**PROBLEM TO SOLVE:**
Working from the entries below, give again each line from the first through the one containing "impl std::error::Error for", exactly and with nothing else.

**PROVIDED DATA:**

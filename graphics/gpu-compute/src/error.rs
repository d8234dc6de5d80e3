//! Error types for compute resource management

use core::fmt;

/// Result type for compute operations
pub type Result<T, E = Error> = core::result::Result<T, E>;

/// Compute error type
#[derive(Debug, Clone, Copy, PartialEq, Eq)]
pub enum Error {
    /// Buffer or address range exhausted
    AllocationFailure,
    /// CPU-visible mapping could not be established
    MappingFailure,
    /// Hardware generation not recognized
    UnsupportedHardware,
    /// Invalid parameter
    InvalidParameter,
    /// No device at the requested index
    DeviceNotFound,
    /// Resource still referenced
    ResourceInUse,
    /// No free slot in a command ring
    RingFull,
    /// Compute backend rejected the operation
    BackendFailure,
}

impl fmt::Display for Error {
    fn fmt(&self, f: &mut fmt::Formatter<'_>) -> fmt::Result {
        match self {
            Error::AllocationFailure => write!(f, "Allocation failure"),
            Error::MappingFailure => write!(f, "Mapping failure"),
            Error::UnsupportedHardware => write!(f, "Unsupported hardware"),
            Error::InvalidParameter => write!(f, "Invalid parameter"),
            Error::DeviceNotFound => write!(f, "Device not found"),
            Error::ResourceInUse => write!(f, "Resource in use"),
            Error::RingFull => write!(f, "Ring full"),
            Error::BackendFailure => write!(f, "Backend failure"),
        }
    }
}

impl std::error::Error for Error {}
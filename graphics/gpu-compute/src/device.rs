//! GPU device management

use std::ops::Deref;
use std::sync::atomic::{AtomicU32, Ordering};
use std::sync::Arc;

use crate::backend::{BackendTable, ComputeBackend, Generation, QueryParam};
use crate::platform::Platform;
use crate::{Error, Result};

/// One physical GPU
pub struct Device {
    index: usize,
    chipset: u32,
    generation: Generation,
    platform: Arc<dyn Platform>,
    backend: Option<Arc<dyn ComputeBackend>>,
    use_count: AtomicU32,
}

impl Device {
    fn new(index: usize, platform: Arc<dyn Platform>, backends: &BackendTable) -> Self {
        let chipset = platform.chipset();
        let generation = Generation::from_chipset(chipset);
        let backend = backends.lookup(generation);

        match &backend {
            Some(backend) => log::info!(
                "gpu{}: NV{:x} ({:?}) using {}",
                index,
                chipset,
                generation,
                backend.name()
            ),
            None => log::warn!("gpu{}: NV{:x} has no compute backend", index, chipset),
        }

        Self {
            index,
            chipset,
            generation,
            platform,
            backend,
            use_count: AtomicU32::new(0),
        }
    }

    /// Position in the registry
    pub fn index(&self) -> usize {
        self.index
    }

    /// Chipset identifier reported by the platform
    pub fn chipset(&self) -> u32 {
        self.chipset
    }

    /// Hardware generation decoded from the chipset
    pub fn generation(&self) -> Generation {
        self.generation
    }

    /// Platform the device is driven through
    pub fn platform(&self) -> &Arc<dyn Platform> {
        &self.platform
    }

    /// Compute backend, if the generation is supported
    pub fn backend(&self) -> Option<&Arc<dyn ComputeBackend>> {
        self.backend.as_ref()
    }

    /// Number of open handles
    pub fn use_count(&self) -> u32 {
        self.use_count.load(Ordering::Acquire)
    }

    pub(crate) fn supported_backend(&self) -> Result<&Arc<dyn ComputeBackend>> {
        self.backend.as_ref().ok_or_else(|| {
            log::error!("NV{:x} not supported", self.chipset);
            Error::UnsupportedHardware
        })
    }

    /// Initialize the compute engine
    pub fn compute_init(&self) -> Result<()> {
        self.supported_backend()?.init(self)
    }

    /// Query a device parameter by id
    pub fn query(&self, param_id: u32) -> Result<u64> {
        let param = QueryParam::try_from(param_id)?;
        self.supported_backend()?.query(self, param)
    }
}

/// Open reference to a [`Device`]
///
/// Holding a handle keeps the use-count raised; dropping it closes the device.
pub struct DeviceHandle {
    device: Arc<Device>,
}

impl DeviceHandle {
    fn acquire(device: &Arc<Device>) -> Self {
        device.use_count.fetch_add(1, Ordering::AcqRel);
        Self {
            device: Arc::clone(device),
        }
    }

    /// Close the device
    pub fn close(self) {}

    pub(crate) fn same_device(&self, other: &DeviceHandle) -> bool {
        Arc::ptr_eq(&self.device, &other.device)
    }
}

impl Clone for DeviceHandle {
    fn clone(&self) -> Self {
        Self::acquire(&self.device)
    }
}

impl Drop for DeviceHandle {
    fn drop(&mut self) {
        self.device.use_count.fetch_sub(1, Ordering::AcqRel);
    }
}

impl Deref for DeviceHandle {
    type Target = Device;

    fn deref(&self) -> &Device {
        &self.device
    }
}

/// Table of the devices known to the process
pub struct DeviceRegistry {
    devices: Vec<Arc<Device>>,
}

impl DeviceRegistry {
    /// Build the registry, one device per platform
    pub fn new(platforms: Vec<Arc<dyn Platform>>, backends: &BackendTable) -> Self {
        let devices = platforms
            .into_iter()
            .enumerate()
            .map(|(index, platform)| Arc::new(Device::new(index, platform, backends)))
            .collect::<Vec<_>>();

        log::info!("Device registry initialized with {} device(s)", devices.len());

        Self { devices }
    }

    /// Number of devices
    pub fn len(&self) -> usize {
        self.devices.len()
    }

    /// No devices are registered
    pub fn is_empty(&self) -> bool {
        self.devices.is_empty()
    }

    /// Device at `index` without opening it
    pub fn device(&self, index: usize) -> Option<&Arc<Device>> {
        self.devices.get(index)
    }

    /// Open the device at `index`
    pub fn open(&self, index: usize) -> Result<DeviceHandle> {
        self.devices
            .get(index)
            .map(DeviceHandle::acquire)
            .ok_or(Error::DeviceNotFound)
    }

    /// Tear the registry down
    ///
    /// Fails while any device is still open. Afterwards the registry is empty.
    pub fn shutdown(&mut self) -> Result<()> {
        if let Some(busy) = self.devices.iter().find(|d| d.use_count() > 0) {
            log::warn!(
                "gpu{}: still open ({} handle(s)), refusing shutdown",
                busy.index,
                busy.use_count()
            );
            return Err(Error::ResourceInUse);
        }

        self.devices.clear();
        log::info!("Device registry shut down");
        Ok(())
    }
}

**OUTPUT FOR THIS TASK:**
filename graphics/gpu-compute/src/error.rs
repository d8234dc6de5d80e3
//! Error types for compute resource management

use core::fmt;

/// Result type for compute operations
pub type Result<T, E = Error> = core::result::Result<T, E>;

/// Compute error type
#[derive(Debug, Clone, Copy, PartialEq, Eq)]
pub enum Error {
    /// Buffer or address range exhausted
    AllocationFailure,
    /// CPU-visible mapping could not be established
    MappingFailure,
    /// Hardware generation not recognized
    UnsupportedHardware,
    /// Invalid parameter
    InvalidParameter,
    /// No device at the requested index
    DeviceNotFound,
    /// Resource still referenced
    ResourceInUse,
    /// No free slot in a command ring
    RingFull,
    /// Compute backend rejected the operation
    BackendFailure,
}

impl fmt::Display for Error {
    fn fmt(&self, f: &mut fmt::Formatter<'_>) -> fmt::Result {
        match self {
            Error::AllocationFailure => write!(f, "Allocation failure"),
            Error::MappingFailure => write!(f, "Mapping failure"),
            Error::UnsupportedHardware => write!(f, "Unsupported hardware"),
            Error::InvalidParameter => write!(f, "Invalid parameter"),
            Error::DeviceNotFound => write!(f, "Device not found"),
            Error::ResourceInUse => write!(f, "Resource in use"),
            Error::RingFull => write!(f, "Ring full"),
            Error::BackendFailure => write!(f, "Backend failure"),
        }
    }
}

impl std::error::Error for Error {}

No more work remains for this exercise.